Als dritter schwarzer Schwan gilt Ökonomen die Staatschuldenkrise im Euroraum. Nach Griechenland und Irland wird im Mai auch Portugal sein in dieser Woche von der Europäischen Union beschlossenes milliardenschweres Hilfspaket erhalten. Und niemand weiß, ob in den kommenden Wochen, Monaten, Jahren nicht noch weitere schwarze Schwäne auftauchen. Restrisiko.

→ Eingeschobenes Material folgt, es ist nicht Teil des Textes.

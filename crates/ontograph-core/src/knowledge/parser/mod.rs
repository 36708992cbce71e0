//! Grammar query catalog and syntax parsing.
//!
//! Every supported language contributes one static [`LanguageSpec`]: its
//! file extensions, tree-sitter grammar, the query patterns for each
//! [`EntityKind`] it produces, and the conventions the resolver uses for its
//! imports and test names.
//!
//! ## Components
//!
//! - [`Language`] - closed set of supported grammars
//! - [`GrammarCatalog`] - all query tables compiled once, shared via `Arc`
//! - [`SyntaxParser`] - parses one file with timeout and strict-mode checks
//!
//! ## Supported Languages
//!
//! Python, JavaScript, TypeScript, TSX, Rust, Go, Java, C#, C, C++, Ruby,
//! Bash, Elixir, CSS and HTML.

mod bash;
mod c;
mod cpp;
mod csharp;
mod elixir;
mod go;
mod java;
mod javascript;
mod markup;
mod python;
mod registry;
mod ruby;
mod rust;
mod treesitter;
mod typescript;

pub use registry::{CompiledQuery, GrammarCatalog, LanguageQueries};
pub use treesitter::{node_end_line, node_line, node_text, ParseError, SyntaxParser};

use serde::{Deserialize, Serialize};
use std::fmt;
use std::path::Path;
use thiserror::Error;

use crate::knowledge::models::EntityKind;

/// A language with a grammar and a query table.
#[derive(Debug, Clone, Copy, PartialEq, Eq, Hash, PartialOrd, Ord, Serialize, Deserialize)]
#[serde(rename_all = "lowercase")]
pub enum Language {
    Python,
    JavaScript,
    TypeScript,
    Tsx,
    Rust,
    Go,
    Java,
    CSharp,
    C,
    Cpp,
    Ruby,
    Bash,
    Elixir,
    Css,
    Html,
}

impl Language {
    pub const ALL: [Language; 15] = [
        Language::Python,
        Language::JavaScript,
        Language::TypeScript,
        Language::Tsx,
        Language::Rust,
        Language::Go,
        Language::Java,
        Language::CSharp,
        Language::C,
        Language::Cpp,
        Language::Ruby,
        Language::Bash,
        Language::Elixir,
        Language::Css,
        Language::Html,
    ];

    /// Static query table for this language.
    pub fn spec(self) -> &'static LanguageSpec {
        match self {
            Language::Python => &python::SPEC,
            Language::JavaScript => &javascript::SPEC,
            Language::TypeScript => &typescript::TYPESCRIPT_SPEC,
            Language::Tsx => &typescript::TSX_SPEC,
            Language::Rust => &rust::SPEC,
            Language::Go => &go::SPEC,
            Language::Java => &java::SPEC,
            Language::CSharp => &csharp::SPEC,
            Language::C => &c::SPEC,
            Language::Cpp => &cpp::SPEC,
            Language::Ruby => &ruby::SPEC,
            Language::Bash => &bash::SPEC,
            Language::Elixir => &elixir::SPEC,
            Language::Css => &markup::CSS_SPEC,
            Language::Html => &markup::HTML_SPEC,
        }
    }

    /// Human-readable name.
    pub fn name(self) -> &'static str {
        self.spec().name
    }

    /// Language for a file extension (case-insensitive, without the dot).
    pub fn from_extension(extension: &str) -> Option<Language> {
        Language::ALL.into_iter().find(|language| {
            language
                .spec()
                .extensions
                .iter()
                .any(|ext| ext.eq_ignore_ascii_case(extension))
        })
    }

    /// Language for a file path, by its extension.
    pub fn from_path(path: &str) -> Option<Language> {
        Path::new(path)
            .extension()
            .and_then(|ext| ext.to_str())
            .and_then(Language::from_extension)
    }
}

impl fmt::Display for Language {
    fn fmt(&self, f: &mut fmt::Formatter<'_>) -> fmt::Result {
        f.write_str(self.name())
    }
}

/// How a language's import text maps onto repository files.
#[derive(Debug, Clone, Copy, PartialEq, Eq)]
pub enum ImportConvention {
    /// Paths relative to the importing file (`./util`, `"lib.h"`).
    ///
    /// `extensions` are tried when the reference has none, `index_files`
    /// allows `dir` to mean `dir/index.<ext>`, and with `bare_is_external` a
    /// reference not starting with `.` or `/` is a package, never a file.
    Relative {
        extensions: &'static [&'static str],
        index_files: bool,
        bare_is_external: bool,
    },
    /// Python dotted modules, including leading-dot relative forms.
    Dotted,
    /// Dotted package names mirrored by directories (`com.foo.Bar`).
    PackagePath {
        extensions: &'static [&'static str],
        snake_case: bool,
    },
    /// Rust `crate::`, `super::` and `self::` paths.
    ModulePath,
    /// Go import paths naming a package directory.
    Directory,
    /// Ruby features, found relative to the file or on the load path.
    Feature { extensions: &'static [&'static str] },
}

/// A naming convention marking a function as a test of another function.
#[derive(Debug, Clone, Copy, PartialEq, Eq)]
pub enum TestConvention {
    Prefix(&'static str),
    Suffix(&'static str),
}

impl TestConvention {
    /// Name of the function under test, if `name` follows this convention.
    ///
    /// A prefix ending in a letter must be followed by an upper-case letter
    /// or an underscore, so `testFoo` matches `test` but `testament` does not.
    pub fn subject(self, name: &str) -> Option<String> {
        let rest = match self {
            TestConvention::Prefix(prefix) => {
                let rest = name.strip_prefix(prefix)?;
                let needs_boundary = prefix.ends_with(|c: char| c.is_ascii_alphabetic());
                if needs_boundary && rest.starts_with(|c: char| c.is_lowercase()) {
                    return None;
                }
                rest.trim_start_matches('_')
            }
            TestConvention::Suffix(suffix) => name.strip_suffix(suffix)?.trim_end_matches('_'),
        };
        if rest.is_empty() {
            None
        } else {
            Some(rest.to_string())
        }
    }
}

/// Static description of one language.
pub struct LanguageSpec {
    pub language: Language,
    pub name: &'static str,
    /// File extensions without the dot.
    pub extensions: &'static [&'static str],
    pub grammar: fn() -> tree_sitter::Language,
    /// Entity kind to ordered query patterns. Kinds that are absent are never
    /// produced for this language.
    pub queries: &'static [(EntityKind, &'static [&'static str])],
    pub imports: ImportConvention,
    pub tests: &'static [TestConvention],
}

impl LanguageSpec {
    /// Patterns for `kind`, empty if the language never produces it.
    pub fn patterns(&self, kind: EntityKind) -> &'static [&'static str] {
        self.queries
            .iter()
            .find(|(k, _)| *k == kind)
            .map(|(_, patterns)| *patterns)
            .unwrap_or(&[])
    }

    /// Function under test for a test named `name`, by the first matching
    /// convention.
    pub fn test_subject(&self, name: &str) -> Option<String> {
        self.tests.iter().find_map(|convention| convention.subject(name))
    }
}

impl fmt::Debug for LanguageSpec {
    fn fmt(&self, f: &mut fmt::Formatter<'_>) -> fmt::Result {
        f.debug_struct("LanguageSpec")
            .field("language", &self.language)
            .field("extensions", &self.extensions)
            .field("kinds", &self.queries.len())
            .finish()
    }
}

/// Errors building the grammar catalog. All are fatal at load time.
#[derive(Debug, Error)]
pub enum CatalogError {
    #[error("Failed to load {language} grammar: {source}")]
    Grammar {
        language: Language,
        #[source]
        source: tree_sitter::LanguageError,
    },

    #[error("Invalid {language} {kind} query #{index}: {source}")]
    InvalidQuery {
        language: Language,
        kind: EntityKind,
        index: usize,
        #[source]
        source: tree_sitter::QueryError,
    },

    #[error("{language} {kind} query #{index} lacks a @{capture} capture")]
    MissingCapture {
        language: Language,
        kind: EntityKind,
        index: usize,
        capture: &'static str,
    },

    #[error("{language} {kind} queries map to unknown ontology class '{class}'")]
    UnknownClass {
        language: Language,
        kind: EntityKind,
        class: String,
    },
}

Hinter den Kulissen bereiten zudem altbekannte Probleme den Experten schon genug Kopfzerbrechen. Amerikas Schuldenkrise spitzt sich weiter zu. Die Staatsschuld wird bald auf rund 120 Prozent des BIP wachsen - griechische Dimensionen und weit höher als in Portugal. Verschuldet sind die USA fast vollständig im Ausland. Auch in China, dass mit seiner Billigwährung Renminbi seine Exporte auf Kosten Dritter beflügelt, ebenso wie Deutschlands Sozialpartner es mit niedrigen Lohnstückkosten tun, wie es die neuen Zahlen des Statistischen Bundesamtes belegen.
Frühjahrstagung des IWF: Restrisiko im Blick
Schon ein aktives Restrisiko bildet der sich vertiefende Riss, der Gewinner von Verlierern trennt, wie sie der neue Weltwirtschaftsausblick „World Economic Outlook“ auch zeigt. Die EU polarisiert sich, statt zusammen zu wachsen. Und die Internationalisierung des großen Kapitals aus den USA, EU und Japan geht einher mit der Verlagerung der Wachstumspole in die ehemalige Peripherie, nach China und Indonesien, Brasilien und Südafrika. In und um diese Schwellenländer herum, herrscht oft bittere Armut.
In Washington erwartet der IWF am Sonnabend und Sonntag die Finanzminister und Notenbankchefs der Welt zu seiner Frühjahrstagung. Die Gespräche werden sich um die Lage der Weltwirtschaft und die Reform des Weltwährungssystems drehen. Und wie bei einer richtigen Regierung ums Geld: Der IWF will neue Geldquellen anzapfen, um ein globales Sicherheitsnetz zu finanzieren und sich selber zu stärken. Gegen das Restrisiko.
Hermannus Pfeiffer ist Wirtschaftsexperte und freier Journalist in Hamburg.